Dataset entries:
_ _ _ _
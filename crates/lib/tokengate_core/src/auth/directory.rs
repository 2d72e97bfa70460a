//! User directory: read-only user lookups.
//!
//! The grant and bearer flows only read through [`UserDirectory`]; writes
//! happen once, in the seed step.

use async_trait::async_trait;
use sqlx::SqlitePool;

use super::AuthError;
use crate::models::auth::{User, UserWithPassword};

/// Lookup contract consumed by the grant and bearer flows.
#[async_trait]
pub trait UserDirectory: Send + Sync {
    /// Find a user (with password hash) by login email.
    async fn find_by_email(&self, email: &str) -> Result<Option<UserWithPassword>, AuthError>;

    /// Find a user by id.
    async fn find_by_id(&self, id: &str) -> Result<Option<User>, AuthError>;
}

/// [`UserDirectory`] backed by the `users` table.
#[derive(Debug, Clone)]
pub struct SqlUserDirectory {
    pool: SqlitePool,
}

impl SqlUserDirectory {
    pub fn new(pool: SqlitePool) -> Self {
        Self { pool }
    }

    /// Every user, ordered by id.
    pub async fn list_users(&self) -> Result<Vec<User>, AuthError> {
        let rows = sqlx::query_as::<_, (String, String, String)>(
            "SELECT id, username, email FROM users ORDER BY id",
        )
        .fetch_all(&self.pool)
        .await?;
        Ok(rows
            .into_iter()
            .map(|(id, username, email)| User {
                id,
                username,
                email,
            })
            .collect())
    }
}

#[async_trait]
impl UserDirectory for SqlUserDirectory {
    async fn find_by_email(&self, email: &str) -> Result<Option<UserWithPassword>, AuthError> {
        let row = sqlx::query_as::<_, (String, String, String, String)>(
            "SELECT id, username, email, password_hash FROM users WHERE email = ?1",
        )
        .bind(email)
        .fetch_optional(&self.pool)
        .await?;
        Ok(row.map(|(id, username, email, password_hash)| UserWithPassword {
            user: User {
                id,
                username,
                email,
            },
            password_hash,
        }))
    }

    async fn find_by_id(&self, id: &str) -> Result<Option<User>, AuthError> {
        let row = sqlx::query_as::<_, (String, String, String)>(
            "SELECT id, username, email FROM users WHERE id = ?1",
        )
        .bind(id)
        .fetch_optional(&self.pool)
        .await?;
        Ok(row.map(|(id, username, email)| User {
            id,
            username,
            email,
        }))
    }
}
_ _ _ _
Search the data for "String" and list every line in which it occurs.

**Answer to the exercise**.
        let rows = sqlx::query_as::<_, (String, String, String)>(
        let row = sqlx::query_as::<_, (String, String, String, String)>(
        let row = sqlx::query_as::<_, (String, String, String)>(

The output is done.